### Activity
From the data, copy out every line in which the word "restoring" appears.

Stored items
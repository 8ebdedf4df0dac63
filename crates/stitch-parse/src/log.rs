//! The swappable log sink. Parse errors, resolution failures and (when
//! tracing) combinator entry/exit all go through [`log`]; callers rebind the
//! sink with [`with_sink`] or collect diagnostics with [`capture`].

use std::cell::{Cell, RefCell};
use std::rc::Rc;

type Sink = Rc<dyn Fn(&str)>;

thread_local! {
    static SINK: RefCell<Sink> = RefCell::new(Rc::new(|msg: &str| eprintln!("{msg}")));
    static TRACE: Cell<bool> = const { Cell::new(false) };
}

pub fn log(msg: &str) {
    let sink = SINK.with(|s| s.borrow().clone());
    sink(msg);
}

struct SinkGuard {
    prev: Sink,
}

impl Drop for SinkGuard {
    fn drop(&mut self) {
        SINK.with(|s| *s.borrow_mut() = self.prev.clone());
    }
}

/// Run `f` with `sink` installed as the log sink, restoring the previous
/// sink afterwards, including on unwind.
pub fn with_sink<R>(sink: impl Fn(&str) + 'static, f: impl FnOnce() -> R) -> R {
    let prev = SINK.with(|s| std::mem::replace(&mut *s.borrow_mut(), Rc::new(sink)));
    let _guard = SinkGuard { prev };
    f()
}

/// Run `f` with a collecting sink installed; returns `f`'s result and the
/// log lines it produced. Intended for tests.
pub fn capture<R>(f: impl FnOnce() -> R) -> (R, Vec<String>) {
    let lines = Rc::new(RefCell::new(Vec::new()));
    let sink_lines = lines.clone();
    let result = with_sink(move |msg| sink_lines.borrow_mut().push(msg.to_string()), f);
    let lines = Rc::try_unwrap(lines).expect("capture sink still installed");
    (result, lines.into_inner())
}

pub fn trace_enabled() -> bool {
    TRACE.with(|t| t.get())
}

/// Set the combinator trace flag, returning the previous value. Tracing only
/// has an effect when the `trace` cargo feature is compiled in.
pub fn set_trace(on: bool) -> bool {
    TRACE.with(|t| t.replace(on))
}

struct TraceGuard {
    prev: bool,
}

impl Drop for TraceGuard {
    fn drop(&mut self) {
        set_trace(self.prev);
    }
}

/// Run `f` with tracing enabled, restoring the previous flag afterwards.
pub fn with_trace<R>(f: impl FnOnce() -> R) -> R {
    let _guard = TraceGuard {
        prev: set_trace(true),
    };
    f()
}

#[cfg(test)]
mod tests {
    use super::*;

    #[test]
    fn capture_collects_in_order() {
        let ((), lines) = capture(|| {
            log("one");
            log("two");
        });
        assert_eq!(lines, ["one", "two"]);
    }

    #[test]
    fn sink_restored_after_scope() {
        let ((), outer) = capture(|| {
            log("a");
            let ((), inner) = capture(|| log("b"));
            assert_eq!(inner, ["b"]);
            log("c");
        });
        assert_eq!(outer, ["a", "c"]);
    }
}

### Result for this task
/// Run `f` with `sink` installed as the log sink, restoring the previous
/// Run `f` with tracing enabled, restoring the previous flag afterwards.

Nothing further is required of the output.